O desequilíbrio na disponibilidade das vacinas, citado por Ebrard, é apenas a ponta do iceberg da atuação de tais estruturas de egoísmo, epitomizadas na “globalização financeira” das últimas décadas, cuja principal façanha tem sido o aprofundamento das desigualdades socioeconômicas em escala global, tanto entre os países como dentro deles.
A tendência é comprovada por numerosos estudos e admitida até mesmo por organismos multilaterais, como o Fundo Monetário Internacional (FMI), Banco Mundial, Conferência das Nações Unidas sobre Comércio e Desenvolvimento (UNCTAD) e outros.
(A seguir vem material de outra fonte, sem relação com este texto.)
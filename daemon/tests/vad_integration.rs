//! Integration tests for VAD that require the Silero model on disk.
//!
//! Run with `VAD_MODEL_PATH=/path/to/silero_vad.onnx cargo test -- --ignored`.

use scribe_daemon::vad::{
    VAD_CHUNK_SIZES, VAD_SAMPLE_RATE, VadConfig, VoiceActivityDetector, collect_speech,
};

/// VAD_MODEL_PATH, or the model the daemon downloads into its data dir.
fn model_path() -> std::path::PathBuf {
    std::env::var_os("VAD_MODEL_PATH")
        .map(Into::into)
        .unwrap_or_else(|| {
            scribe_daemon::config::Config::models_dir()
                .expect("data dir")
                .join("silero_vad.onnx")
        })
}

fn load_vad(chunk_size: usize) -> VoiceActivityDetector {
    VoiceActivityDetector::with_chunk_size(model_path(), VadConfig::default(), chunk_size)
        .expect("Failed to load VAD")
}

#[test]
#[ignore = "requires the Silero VAD model"]
fn test_silence_produces_no_regions() {
    let mut vad = load_vad(512);
    let silence = vec![0.0f32; VAD_SAMPLE_RATE as usize * 2];

    let regions = vad.detect_regions(&silence).unwrap();

    assert!(regions.is_empty(), "Silence should have no speech: {regions:?}");
    assert!(collect_speech(&silence, &regions).is_empty());
}

#[test]
#[ignore = "requires the Silero VAD model"]
fn test_noise_probability_in_range() {
    let mut vad = load_vad(512);
    let noise: Vec<f32> = (0..512)
        .map(|i| ((i as f32 * 12.9898).sin() * 43758.545).fract() * 0.1)
        .collect();

    let probability = vad.process_chunk(&noise).unwrap();

    assert!((0.0..=1.0).contains(&probability));
}

#[test]
#[ignore = "requires the Silero VAD model"]
fn test_all_chunk_sizes_accepted() {
    for &size in &VAD_CHUNK_SIZES {
        let mut vad = load_vad(size);
        assert!(vad.process_chunk(&vec![0.0; size]).is_ok());
        assert!(vad.process_chunk(&vec![0.0; size + 1]).is_err());
    }
}

#[test]
#[ignore = "requires the Silero VAD model"]
fn test_partial_final_chunk_is_padded() {
    let mut vad = load_vad(512);
    let samples = vec![0.0f32; 512 * 3 + 100];

    assert!(vad.detect_regions(&samples).is_ok());
}

#[test]
fn test_invalid_chunk_size_rejected_before_loading() {
    let result =
        VoiceActivityDetector::with_chunk_size("/nonexistent/model.onnx", VadConfig::default(), 500);

    let err = result.err().expect("chunk size 500 must be rejected");
    assert!(err.to_string().contains("Invalid chunk size"));
}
O aspecto mais trágico desse quadro é a constatação de que, pela primeira vez na História, a humanidade dispõe de conhecimento e condições objetivas para concretizar uma meta que até há pouco pareceria utópica: proporcionar que virtualmente todos os habitantes do planeta, em uma geração ou pouco mais, possam aspirar a níveis de vida dignos e próximos dos conquistados pelas nações avançadas. Se esta meta não está na agenda política mundial, não é por insuficiência de recursos humanos, escassez de recursos naturais (inclusive alimentos, matérias-primas, energia e água) ou alguma suposta crise ambiental, como a inexistente influência humana no clima global – mas pela hegemonia das estruturas de egoísmo e o desconhecimento da grande maioria da população esclarecida sobre o seu funcionamento e influência nas políticas públicas que influenciam diretamente o seu cotidiano e suas vidas.
No ápice de tais estruturas encontra-se o sistema financeiro internacional “globalizado”, de longe, o maior obstáculo e fator de “insustentabilidade” para um desenvolvimento cooperativo e harmônico da humanidade, que lhe permita deixar para trás três séculos de uma modernização bastante seletiva da economia mundial e de avanço irregular do processo civilizatório, refletidos no aprofundamento das desigualdades e do déficit global de justiça que se mostra na resposta à pandemia.
O Brasil foi atingido pela pandemia em meio a uma estagnação socioeconômica que se arrasta desde 2015, sem perspectiva de superação com as políticas econômicas vigentes e agravada pela temerária passividade com que suas elites dirigentes assistem à deterioração das suas capacidades produtivas – com exceção do setor agropecuário –, de pesquisa e inovação, requisitos insubstituíveis para a retomada de um processo de desenvolvimento de longo prazo e para o enfrentamento dos grandes desafios das próximas décadas.
Junto com ela, uma fragmentação raivosa que tem dividido grande parte da sociedade entre linhas de fratura políticas e ideológicas, dificultando a abertura de canais de entendimento para o enfrentamento dos graves problemas nacionais e facilitando a atuação das estruturas de egoísmo hegemônicas, igualmente, capitaneadas pelo sistema financeiro.
Não por acaso, o País é o vice-campeão mundial de mortes por Covid-19.
Desafortunadamente, para si próprio e para a Ibero-América, o Brasil se omitiu da responsabilidade de encabeçar uma resposta coordenada de toda a região à emergência sanitária, posição que lhe cabia pelas suas dimensões e capacidades científicas e industriais, ainda significativas, e por ser membro do grupo BRICS, no qual Rússia, China e Índia despontam como líderes na produção de vacinas. Todavia, mesmo com atraso, é imprescindível que se articule com países de peso, como o México, Argentina e outros, para retomar a agenda da integração ibero-americana, reorientada em torno da emergência pandêmica e da promoção de uma ordem mundial mais justa e equitativa.